May declaró a periodistas al culminar la audiencia que la Convención de Ginebra es uno de los más significativos tratados internacionales y precisó que se sentiría "muy satisfecho si Francia reconoce a Noriega como un prisionero de guerra".

Los abogados de Noriega recurrieron el dictamen del juez Hoeveler, que en un fallo de doce páginas el año pasado aclaró que se calificó a Noriega como prisionero de guerra en la década de 1990 por las preocupaciones expresadas por el acusado en torno al trato que iba a recibir mientras estuviera en custodia de EE.UU.

"Este tribunal nunca intentó, por ser el acusado denominado prisionero de guerra, protegerlo de todos los futuros procesos judiciales por delitos graves que él presuntamente hubiera cometido", precisó Hoeveler.
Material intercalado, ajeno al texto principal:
//! Idempotency ledger for webhook deliveries.
//!
//! Providers deliver at-least-once and retries can overlap the original
//! attempt, so dedup rests entirely on the database uniqueness constraint on
//! `(provider, event_id)`. In-process locking would not survive concurrent
//! instances and is not used.

use sqlx::PgPool;
use uuid::Uuid;

use crate::error::PipelineResult;
use crate::event::Provider;

/// Persistent dedup store. Rows are never updated or deleted by the pipeline.
#[derive(Clone)]
pub struct EventLedger {
    pool: PgPool,
}

impl EventLedger {
    pub fn new(pool: PgPool) -> Self {
        Self { pool }
    }

    /// Atomically record a delivery if it has not been seen before.
    ///
    /// Returns `true` for exactly one caller per `(provider, event_id)`, even
    /// under concurrent delivery of the same event; every other caller gets
    /// `false` and must skip side effects.
    pub async fn record_if_new(
        &self,
        provider: Provider,
        event_id: &str,
        event_type: &str,
    ) -> PipelineResult<bool> {
        let inserted: Option<(Uuid,)> = sqlx::query_as(
            r#"
            INSERT INTO webhook_events (provider, event_id, event_type)
            VALUES ($1, $2, $3)
            ON CONFLICT (provider, event_id) DO NOTHING
            RETURNING id
            "#,
        )
        .bind(provider.as_str())
        .bind(event_id)
        .bind(event_type)
        .fetch_optional(&self.pool)
        .await?;

        if inserted.is_none() {
            tracing::info!(
                provider = %provider,
                event_id = %event_id,
                event_type = %event_type,
                "Duplicate webhook delivery, skipping side effects"
            );
        }

        Ok(inserted.is_some())
    }
}
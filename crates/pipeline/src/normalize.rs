//! Payload normalization.
//!
//! Maps heterogeneous provider payloads into the canonical [`PaymentEvent`].
//! Field sets are finite and known, so each provider gets an explicit serde
//! model and a mapping function; there is no dynamic field lookup.
//!
//! Missing optional fields degrade to `None`. Normalization only errors when a
//! required identifying field is unrecoverably absent: the event id, or, for
//! sale events, both the sale id and the email.

use std::collections::HashMap;

use serde::Deserialize;
use time::format_description::well_known::Rfc3339;
use time::OffsetDateTime;

use crate::error::{PipelineError, PipelineResult};
use crate::event::{EventKind, PaymentEvent, Provider};

/// Inbound payload, parsed but not yet normalized. One variant per provider.
#[derive(Debug)]
pub enum ProviderPayload {
    Stripe(StripeEvent),
    Gumroad(GumroadPayload),
    Payhip(PayhipPayload),
}

impl ProviderPayload {
    pub fn provider(&self) -> Provider {
        match self {
            ProviderPayload::Stripe(_) => Provider::Stripe,
            ProviderPayload::Gumroad(_) => Provider::Gumroad,
            ProviderPayload::Payhip(_) => Provider::Payhip,
        }
    }

    /// Provider webhook-configuration UIs send connectivity test deliveries.
    /// These carry no real event identifier and are acknowledged
    /// unconditionally, bypassing auth, ledger, and normalization.
    pub fn is_ping(&self) -> bool {
        match self {
            ProviderPayload::Stripe(_) => false,
            ProviderPayload::Gumroad(p) => {
                p.event_name() == Some("ping") || p.test.as_deref() == Some("true")
            }
            ProviderPayload::Payhip(p) => {
                matches!(p.event_name(), Some("ping") | Some("test"))
            }
        }
    }

    /// Body-embedded shared secret, honored only when the marketplace auth
    /// mode allows it.
    pub fn body_secret(&self) -> Option<&str> {
        match self {
            ProviderPayload::Stripe(_) => None,
            ProviderPayload::Gumroad(p) => p.secret.as_deref(),
            ProviderPayload::Payhip(p) => p.secret.as_deref(),
        }
    }
}

/// Card-processor event envelope.
#[derive(Debug, Default, Deserialize)]
pub struct StripeEvent {
    pub id: Option<String>,
    #[serde(rename = "type")]
    pub event_type: Option<String>,
    pub created: Option<i64>,
    #[serde(default)]
    pub data: StripeEventData,
}

#[derive(Debug, Default, Deserialize)]
pub struct StripeEventData {
    #[serde(default)]
    pub object: StripeObject,
}

/// The `data.object` of a card-processor event. Covers the checkout-session,
/// subscription, and charge shapes this pipeline reads; unknown fields are
/// dropped.
#[derive(Debug, Default, Deserialize)]
pub struct StripeObject {
    pub id: Option<String>,
    /// Shared by the checkout session and any later charge/refund/dispute on
    /// it; links revocations back to the entitlement the sale created.
    pub payment_intent: Option<StripePaymentIntentRef>,
    pub customer: Option<StripeCustomerRef>,
    pub customer_details: Option<StripeCustomerDetails>,
    pub customer_email: Option<String>,
    /// Charge-style events carry the payer email here.
    pub billing_details: Option<StripeBillingDetails>,
    pub receipt_email: Option<String>,
    #[serde(default)]
    pub metadata: HashMap<String, String>,
    pub items: Option<StripeItemList>,
}

/// Customer may arrive as a bare id or an expanded object depending on the
/// provider API version.
#[derive(Debug, Deserialize)]
#[serde(untagged)]
pub enum StripeCustomerRef {
    Id(String),
    Object(StripeCustomerObject),
}

impl StripeCustomerRef {
    fn id(&self) -> Option<&str> {
        match self {
            StripeCustomerRef::Id(id) => Some(id),
            StripeCustomerRef::Object(c) => c.id.as_deref(),
        }
    }

    fn email(&self) -> Option<&str> {
        match self {
            StripeCustomerRef::Id(_) => None,
            StripeCustomerRef::Object(c) => c.email.as_deref(),
        }
    }
}

#[derive(Debug, Default, Deserialize)]
pub struct StripeCustomerObject {
    pub id: Option<String>,
    pub email: Option<String>,
}

/// Payment intent arrives as a bare id or an expanded object, same as
/// `customer`.
#[derive(Debug, Deserialize)]
#[serde(untagged)]
pub enum StripePaymentIntentRef {
    Id(String),
    Object(StripePaymentIntentObject),
}

impl StripePaymentIntentRef {
    fn id(&self) -> Option<&str> {
        match self {
            StripePaymentIntentRef::Id(id) => Some(id),
            StripePaymentIntentRef::Object(p) => p.id.as_deref(),
        }
    }
}

#[derive(Debug, Default, Deserialize)]
pub struct StripePaymentIntentObject {
    pub id: Option<String>,
}

#[derive(Debug, Default, Deserialize)]
pub struct StripeCustomerDetails {
    pub email: Option<String>,
}

#[derive(Debug, Default, Deserialize)]
pub struct StripeBillingDetails {
    pub email: Option<String>,
}

#[derive(Debug, Default, Deserialize)]
pub struct StripeItemList {
    #[serde(default)]
    pub data: Vec<StripeItem>,
}

#[derive(Debug, Default, Deserialize)]
pub struct StripeItem {
    pub price: Option<StripePrice>,
}

#[derive(Debug, Default, Deserialize)]
pub struct StripePrice {
    pub nickname: Option<String>,
}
Noriega permanece en una cárcel de Miami tras cumplir con su condena en septiembre del año pasado y a la espera de que se decida el asunto de su doble solicitud de extradición, porque Panamá también lo reclama por violaciones a los derechos humanos.

El panameño, que fue capturado en 1989 en la invasión de EE.UU. a Panamá, recibió una condena de 40 años de prisión, que fue rebajada a 30 por haber cumplido cárcel, y luego a 20, por buena conducta, de los que cumplió 17 en septiembre del año pasado.

Noriega fue juzgado y condenado en Estados Unidos en 1992 tras ser acusado de permitir el envío a este país de los embarques de cocaína del desaparecido cartel colombiano de Medellín, en la década de 1980.

Francia ha solicitado al general panameño en extradición tras juzgarle en 1999 y ser condenado en ausencia a diez años de prisión por el lavado de unos 3,1 millones de dólares.